Dataset excerpts
────────────────────

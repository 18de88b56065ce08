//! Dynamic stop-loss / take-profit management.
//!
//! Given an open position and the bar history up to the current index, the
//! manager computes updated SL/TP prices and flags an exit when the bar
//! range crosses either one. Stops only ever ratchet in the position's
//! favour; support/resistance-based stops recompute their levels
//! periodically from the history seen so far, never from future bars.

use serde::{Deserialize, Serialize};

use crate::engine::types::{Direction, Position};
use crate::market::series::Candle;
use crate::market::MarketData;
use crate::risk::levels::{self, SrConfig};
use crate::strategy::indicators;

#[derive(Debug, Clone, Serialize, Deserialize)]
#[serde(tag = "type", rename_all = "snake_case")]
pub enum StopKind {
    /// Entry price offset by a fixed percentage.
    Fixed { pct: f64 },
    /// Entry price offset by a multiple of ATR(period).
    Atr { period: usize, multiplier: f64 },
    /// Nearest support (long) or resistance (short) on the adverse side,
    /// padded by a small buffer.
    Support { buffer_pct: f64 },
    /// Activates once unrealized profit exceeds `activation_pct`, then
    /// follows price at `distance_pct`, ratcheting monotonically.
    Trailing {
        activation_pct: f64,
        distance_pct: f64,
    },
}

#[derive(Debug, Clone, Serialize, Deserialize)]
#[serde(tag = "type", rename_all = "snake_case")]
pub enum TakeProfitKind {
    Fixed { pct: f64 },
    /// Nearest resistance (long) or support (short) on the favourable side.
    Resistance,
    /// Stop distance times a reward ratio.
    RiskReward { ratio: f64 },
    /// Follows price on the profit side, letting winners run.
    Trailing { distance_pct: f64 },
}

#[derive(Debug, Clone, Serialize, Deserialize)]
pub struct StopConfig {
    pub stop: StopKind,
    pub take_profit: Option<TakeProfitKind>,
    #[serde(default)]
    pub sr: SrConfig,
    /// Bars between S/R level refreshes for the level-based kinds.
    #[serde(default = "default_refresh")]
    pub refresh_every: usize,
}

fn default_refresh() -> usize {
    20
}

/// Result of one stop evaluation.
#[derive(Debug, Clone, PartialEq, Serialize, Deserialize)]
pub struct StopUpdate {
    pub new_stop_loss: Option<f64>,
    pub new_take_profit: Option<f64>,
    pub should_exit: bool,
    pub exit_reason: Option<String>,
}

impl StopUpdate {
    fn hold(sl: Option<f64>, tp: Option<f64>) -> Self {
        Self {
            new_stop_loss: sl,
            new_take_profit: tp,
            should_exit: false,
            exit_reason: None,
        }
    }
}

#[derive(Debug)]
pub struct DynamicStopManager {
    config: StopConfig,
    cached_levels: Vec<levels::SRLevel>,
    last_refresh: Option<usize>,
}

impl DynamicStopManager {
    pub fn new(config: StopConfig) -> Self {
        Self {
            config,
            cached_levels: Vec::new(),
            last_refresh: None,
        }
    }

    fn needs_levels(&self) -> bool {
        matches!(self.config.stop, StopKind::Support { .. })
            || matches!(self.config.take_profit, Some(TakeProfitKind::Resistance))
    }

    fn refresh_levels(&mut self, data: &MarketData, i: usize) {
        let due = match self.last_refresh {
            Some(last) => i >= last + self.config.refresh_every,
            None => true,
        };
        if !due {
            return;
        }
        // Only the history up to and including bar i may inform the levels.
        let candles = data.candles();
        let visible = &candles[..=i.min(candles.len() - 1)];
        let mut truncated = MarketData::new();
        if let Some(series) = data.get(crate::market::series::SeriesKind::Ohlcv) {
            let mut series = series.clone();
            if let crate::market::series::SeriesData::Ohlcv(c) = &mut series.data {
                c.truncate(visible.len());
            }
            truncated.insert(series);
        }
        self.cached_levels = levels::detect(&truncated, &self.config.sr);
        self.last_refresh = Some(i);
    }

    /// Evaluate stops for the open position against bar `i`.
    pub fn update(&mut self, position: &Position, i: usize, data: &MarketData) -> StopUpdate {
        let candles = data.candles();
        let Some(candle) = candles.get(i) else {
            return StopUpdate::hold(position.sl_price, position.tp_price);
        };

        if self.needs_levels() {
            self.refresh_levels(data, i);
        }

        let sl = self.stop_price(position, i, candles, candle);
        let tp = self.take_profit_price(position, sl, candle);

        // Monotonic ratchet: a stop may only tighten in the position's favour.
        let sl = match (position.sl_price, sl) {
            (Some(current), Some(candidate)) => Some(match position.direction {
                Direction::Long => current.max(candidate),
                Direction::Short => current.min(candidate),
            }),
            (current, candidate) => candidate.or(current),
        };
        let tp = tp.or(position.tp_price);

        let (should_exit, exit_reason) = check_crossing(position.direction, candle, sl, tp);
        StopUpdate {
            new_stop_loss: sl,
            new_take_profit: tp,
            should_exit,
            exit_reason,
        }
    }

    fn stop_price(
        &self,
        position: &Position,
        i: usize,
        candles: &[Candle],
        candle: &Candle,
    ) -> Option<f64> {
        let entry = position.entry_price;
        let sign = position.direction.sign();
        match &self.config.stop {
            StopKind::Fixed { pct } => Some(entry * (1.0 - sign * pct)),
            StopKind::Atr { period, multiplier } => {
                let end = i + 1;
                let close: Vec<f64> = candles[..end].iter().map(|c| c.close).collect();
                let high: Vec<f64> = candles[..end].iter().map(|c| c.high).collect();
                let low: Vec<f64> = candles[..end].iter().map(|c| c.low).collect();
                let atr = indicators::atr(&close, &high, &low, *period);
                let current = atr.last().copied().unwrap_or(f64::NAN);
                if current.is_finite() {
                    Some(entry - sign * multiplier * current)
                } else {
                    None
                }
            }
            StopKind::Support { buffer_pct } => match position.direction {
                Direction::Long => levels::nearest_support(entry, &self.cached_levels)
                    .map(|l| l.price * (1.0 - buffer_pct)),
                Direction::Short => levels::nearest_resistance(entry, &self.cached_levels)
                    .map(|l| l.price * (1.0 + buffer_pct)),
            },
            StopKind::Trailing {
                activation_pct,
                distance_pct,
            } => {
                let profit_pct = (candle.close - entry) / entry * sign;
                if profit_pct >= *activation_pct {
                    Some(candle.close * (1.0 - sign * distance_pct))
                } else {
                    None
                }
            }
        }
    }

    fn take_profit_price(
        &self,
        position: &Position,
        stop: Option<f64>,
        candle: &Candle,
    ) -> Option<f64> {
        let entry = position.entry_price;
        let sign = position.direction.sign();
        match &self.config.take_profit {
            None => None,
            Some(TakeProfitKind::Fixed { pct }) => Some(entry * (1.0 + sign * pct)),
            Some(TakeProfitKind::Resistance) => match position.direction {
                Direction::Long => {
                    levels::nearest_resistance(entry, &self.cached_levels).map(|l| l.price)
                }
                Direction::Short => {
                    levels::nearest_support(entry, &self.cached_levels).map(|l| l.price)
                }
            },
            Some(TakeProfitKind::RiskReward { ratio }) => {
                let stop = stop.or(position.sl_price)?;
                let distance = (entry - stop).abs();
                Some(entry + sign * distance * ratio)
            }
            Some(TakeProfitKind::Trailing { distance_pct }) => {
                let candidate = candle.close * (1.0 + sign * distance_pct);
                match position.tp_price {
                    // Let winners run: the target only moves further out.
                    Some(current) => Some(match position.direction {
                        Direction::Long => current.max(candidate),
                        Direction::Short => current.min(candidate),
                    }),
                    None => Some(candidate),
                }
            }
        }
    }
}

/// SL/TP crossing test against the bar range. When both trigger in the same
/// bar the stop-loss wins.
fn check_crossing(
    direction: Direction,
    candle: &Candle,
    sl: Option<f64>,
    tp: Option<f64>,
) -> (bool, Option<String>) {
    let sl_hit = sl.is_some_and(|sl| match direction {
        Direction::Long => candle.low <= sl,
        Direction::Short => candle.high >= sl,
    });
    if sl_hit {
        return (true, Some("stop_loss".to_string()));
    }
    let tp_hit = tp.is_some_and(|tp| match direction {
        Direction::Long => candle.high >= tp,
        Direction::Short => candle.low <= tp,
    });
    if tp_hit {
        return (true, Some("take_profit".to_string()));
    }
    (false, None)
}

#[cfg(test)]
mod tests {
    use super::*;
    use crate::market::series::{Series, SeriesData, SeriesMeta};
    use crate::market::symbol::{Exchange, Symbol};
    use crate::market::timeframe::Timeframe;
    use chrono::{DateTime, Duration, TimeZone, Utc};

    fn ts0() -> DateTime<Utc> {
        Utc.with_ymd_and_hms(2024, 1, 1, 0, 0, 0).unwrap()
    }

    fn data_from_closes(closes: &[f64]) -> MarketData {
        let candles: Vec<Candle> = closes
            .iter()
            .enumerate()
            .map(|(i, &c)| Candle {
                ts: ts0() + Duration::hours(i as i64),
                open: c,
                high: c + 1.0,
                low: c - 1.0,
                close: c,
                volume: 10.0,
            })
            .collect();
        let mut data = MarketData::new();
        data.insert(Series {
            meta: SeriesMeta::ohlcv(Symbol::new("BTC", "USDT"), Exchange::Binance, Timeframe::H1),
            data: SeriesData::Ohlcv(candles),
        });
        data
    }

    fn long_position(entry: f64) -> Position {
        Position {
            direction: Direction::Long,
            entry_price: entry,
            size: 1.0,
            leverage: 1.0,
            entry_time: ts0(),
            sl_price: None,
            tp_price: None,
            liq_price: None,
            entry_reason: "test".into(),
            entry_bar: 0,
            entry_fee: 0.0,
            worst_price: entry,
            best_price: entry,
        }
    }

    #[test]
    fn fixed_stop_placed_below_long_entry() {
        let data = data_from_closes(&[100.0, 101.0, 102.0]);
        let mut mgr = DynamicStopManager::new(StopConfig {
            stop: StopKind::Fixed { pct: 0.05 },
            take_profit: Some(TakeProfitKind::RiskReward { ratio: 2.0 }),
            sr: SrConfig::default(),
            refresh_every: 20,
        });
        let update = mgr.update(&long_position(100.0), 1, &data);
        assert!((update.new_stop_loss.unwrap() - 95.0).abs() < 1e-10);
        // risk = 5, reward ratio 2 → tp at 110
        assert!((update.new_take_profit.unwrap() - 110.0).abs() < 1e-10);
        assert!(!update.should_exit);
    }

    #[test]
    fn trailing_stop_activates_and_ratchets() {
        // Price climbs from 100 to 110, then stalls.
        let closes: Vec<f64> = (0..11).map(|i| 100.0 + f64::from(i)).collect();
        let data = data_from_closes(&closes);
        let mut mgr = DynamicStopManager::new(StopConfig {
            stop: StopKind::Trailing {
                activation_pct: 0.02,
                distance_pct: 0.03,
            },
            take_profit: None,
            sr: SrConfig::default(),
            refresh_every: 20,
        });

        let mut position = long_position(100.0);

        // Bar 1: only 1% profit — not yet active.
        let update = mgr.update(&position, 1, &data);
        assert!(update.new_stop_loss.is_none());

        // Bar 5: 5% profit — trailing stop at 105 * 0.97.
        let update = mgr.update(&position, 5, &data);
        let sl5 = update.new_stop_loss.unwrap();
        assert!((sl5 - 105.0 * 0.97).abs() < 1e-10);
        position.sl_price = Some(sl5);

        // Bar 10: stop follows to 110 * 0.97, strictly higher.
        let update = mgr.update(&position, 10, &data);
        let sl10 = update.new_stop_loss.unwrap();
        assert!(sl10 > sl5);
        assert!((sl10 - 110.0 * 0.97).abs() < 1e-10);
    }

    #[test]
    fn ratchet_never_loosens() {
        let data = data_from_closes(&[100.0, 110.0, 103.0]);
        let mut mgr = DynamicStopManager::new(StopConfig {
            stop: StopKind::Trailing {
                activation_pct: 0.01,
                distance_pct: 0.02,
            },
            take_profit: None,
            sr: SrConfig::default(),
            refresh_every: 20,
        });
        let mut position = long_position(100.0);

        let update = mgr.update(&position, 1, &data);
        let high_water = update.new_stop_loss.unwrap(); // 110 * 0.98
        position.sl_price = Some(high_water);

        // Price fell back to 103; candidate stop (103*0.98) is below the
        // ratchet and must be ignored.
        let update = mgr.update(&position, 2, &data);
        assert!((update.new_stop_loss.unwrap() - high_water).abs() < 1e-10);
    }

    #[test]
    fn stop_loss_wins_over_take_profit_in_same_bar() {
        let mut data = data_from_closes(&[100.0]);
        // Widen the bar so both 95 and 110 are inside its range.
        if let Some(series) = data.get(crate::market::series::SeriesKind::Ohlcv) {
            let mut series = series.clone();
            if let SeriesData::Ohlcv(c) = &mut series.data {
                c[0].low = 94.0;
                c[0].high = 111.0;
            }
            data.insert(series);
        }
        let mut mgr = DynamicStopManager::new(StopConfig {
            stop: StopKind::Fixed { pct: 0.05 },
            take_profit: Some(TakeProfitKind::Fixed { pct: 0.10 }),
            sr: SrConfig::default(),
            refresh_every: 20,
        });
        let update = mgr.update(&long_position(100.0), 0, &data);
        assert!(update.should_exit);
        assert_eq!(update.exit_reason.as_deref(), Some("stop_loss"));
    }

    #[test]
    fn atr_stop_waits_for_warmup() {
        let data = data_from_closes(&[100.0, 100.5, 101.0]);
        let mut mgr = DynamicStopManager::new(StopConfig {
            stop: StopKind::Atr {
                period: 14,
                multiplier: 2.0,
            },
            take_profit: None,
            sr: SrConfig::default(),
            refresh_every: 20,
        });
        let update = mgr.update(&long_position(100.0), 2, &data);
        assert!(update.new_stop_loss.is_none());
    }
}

────────────────────

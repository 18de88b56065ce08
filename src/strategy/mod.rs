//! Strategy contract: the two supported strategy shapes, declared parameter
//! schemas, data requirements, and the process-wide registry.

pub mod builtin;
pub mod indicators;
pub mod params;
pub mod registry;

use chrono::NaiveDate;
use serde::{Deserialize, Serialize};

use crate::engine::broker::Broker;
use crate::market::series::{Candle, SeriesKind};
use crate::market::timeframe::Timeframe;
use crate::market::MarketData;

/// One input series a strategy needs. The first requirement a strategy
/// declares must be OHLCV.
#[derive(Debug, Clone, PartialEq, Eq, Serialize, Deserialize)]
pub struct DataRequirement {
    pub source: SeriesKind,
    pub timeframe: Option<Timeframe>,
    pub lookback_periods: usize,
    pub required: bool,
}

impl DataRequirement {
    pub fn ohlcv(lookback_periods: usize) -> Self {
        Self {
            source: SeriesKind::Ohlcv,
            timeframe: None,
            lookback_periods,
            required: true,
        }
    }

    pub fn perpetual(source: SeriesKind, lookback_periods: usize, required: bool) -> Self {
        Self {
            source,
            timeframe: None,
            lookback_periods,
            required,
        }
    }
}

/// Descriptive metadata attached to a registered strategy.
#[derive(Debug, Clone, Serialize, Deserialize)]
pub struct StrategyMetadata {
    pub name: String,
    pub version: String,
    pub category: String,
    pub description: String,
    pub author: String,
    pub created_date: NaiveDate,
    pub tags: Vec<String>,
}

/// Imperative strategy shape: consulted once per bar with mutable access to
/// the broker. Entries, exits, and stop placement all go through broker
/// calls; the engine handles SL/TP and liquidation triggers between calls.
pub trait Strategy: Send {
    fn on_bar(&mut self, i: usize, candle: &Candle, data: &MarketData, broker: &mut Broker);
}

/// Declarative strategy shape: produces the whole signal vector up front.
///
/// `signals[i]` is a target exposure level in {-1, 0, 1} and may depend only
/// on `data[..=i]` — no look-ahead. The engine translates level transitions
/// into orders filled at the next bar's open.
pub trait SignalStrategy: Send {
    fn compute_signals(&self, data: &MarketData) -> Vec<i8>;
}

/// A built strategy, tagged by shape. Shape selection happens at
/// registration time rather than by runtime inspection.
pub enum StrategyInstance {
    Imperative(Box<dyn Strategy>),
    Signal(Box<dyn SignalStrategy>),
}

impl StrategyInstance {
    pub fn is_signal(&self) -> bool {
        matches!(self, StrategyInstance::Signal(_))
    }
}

────────────────────

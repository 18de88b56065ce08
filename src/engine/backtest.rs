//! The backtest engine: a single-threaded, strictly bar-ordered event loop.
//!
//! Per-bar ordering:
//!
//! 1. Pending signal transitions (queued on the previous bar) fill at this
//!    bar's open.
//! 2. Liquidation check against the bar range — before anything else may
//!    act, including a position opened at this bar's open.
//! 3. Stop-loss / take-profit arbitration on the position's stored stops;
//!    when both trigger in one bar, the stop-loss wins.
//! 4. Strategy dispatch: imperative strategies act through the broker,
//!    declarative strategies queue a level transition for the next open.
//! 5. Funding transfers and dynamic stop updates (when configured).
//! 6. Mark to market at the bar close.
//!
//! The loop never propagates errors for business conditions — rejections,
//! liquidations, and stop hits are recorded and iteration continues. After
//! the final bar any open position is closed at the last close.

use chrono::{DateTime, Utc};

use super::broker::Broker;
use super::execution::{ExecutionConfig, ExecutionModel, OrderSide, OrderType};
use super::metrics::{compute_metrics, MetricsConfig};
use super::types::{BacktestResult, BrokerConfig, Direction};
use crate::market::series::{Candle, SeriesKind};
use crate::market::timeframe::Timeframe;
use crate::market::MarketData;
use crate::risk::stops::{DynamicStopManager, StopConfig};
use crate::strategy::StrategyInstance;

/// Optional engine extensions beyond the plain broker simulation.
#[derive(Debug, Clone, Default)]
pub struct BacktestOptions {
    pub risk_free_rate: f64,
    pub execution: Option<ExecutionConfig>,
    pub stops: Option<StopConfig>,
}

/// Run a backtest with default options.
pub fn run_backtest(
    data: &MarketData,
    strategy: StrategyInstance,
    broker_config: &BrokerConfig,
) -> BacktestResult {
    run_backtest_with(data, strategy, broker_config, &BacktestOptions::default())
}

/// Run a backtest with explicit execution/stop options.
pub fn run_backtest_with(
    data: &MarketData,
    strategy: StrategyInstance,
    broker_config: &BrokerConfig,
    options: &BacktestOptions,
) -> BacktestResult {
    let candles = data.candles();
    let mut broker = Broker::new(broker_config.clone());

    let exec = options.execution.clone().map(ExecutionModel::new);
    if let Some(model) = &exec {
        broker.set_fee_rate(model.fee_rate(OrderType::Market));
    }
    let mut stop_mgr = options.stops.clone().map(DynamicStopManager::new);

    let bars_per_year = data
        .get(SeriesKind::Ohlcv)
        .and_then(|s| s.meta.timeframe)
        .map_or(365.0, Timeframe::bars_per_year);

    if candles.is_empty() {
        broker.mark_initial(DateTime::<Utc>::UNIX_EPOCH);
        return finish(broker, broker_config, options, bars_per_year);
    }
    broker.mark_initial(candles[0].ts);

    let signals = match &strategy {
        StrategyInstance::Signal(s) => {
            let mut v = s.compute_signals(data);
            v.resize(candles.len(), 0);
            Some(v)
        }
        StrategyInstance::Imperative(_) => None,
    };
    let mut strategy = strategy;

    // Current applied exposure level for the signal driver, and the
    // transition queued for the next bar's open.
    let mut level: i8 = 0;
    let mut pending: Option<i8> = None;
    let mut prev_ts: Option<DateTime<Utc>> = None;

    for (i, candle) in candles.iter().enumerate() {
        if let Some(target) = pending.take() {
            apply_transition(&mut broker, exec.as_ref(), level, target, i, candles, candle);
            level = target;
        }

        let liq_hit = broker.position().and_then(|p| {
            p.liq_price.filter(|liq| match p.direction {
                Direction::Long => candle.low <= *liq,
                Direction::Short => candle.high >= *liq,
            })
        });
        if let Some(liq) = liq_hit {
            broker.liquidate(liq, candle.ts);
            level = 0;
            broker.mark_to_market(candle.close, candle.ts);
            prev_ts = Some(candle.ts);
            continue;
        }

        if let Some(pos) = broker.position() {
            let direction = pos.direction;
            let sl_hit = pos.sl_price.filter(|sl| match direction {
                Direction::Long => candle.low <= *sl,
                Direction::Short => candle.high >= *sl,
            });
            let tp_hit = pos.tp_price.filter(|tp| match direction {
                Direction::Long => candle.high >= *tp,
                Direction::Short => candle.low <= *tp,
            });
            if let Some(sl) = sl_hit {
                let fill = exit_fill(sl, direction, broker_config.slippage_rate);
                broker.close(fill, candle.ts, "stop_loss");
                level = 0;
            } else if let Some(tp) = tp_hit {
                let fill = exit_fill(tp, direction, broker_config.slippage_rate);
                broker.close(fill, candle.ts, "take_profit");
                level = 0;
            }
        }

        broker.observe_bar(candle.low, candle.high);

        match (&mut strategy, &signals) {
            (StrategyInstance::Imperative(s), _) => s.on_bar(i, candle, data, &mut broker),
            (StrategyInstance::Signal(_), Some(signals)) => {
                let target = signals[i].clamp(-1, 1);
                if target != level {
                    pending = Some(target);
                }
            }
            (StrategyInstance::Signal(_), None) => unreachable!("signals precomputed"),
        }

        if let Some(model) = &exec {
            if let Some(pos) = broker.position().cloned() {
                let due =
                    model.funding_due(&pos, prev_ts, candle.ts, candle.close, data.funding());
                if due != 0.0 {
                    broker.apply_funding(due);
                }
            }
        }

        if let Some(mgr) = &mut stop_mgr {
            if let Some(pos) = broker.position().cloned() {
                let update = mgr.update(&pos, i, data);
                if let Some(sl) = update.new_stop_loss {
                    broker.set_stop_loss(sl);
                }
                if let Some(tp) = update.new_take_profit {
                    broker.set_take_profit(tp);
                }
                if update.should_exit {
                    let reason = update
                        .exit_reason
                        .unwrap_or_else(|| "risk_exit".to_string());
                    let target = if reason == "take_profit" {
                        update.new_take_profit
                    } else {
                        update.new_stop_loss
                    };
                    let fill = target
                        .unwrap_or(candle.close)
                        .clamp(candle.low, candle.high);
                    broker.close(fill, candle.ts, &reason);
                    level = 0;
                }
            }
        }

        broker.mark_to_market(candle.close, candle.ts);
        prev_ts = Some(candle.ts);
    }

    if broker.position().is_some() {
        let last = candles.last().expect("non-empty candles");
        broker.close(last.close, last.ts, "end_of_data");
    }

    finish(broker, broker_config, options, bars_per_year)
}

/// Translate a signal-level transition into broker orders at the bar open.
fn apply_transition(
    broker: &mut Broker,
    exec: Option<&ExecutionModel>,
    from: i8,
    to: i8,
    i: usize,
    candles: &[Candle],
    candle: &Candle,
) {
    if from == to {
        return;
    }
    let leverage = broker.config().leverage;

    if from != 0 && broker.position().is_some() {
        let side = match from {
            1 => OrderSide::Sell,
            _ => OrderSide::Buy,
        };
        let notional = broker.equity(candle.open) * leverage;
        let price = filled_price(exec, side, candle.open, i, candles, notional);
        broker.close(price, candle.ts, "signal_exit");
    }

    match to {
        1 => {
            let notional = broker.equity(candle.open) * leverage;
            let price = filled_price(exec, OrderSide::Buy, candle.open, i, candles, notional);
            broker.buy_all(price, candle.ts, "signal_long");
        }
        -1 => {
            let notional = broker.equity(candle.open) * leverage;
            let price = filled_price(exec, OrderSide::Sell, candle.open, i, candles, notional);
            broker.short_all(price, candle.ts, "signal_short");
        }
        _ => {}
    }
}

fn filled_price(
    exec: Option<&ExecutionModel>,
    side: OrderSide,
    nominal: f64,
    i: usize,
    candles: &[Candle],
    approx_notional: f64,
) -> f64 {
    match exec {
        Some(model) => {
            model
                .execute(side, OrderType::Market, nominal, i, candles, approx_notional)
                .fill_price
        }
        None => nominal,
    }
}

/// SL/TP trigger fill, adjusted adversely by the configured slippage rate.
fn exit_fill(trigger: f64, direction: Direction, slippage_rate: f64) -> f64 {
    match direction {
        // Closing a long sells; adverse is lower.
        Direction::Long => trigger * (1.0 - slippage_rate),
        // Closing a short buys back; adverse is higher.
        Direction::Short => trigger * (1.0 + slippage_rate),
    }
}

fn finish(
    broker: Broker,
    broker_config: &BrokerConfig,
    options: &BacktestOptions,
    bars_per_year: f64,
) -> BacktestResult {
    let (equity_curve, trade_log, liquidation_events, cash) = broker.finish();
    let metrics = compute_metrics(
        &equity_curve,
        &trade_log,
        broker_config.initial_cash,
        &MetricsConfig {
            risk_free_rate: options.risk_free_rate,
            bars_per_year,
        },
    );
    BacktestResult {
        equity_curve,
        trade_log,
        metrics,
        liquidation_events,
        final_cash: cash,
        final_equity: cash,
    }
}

────────────────────

**What is needed:** Lines above with the string "trait" need to be found and copied.

**Exercise solution:**
pub trait Strategy: Send {
pub trait SignalStrategy: Send {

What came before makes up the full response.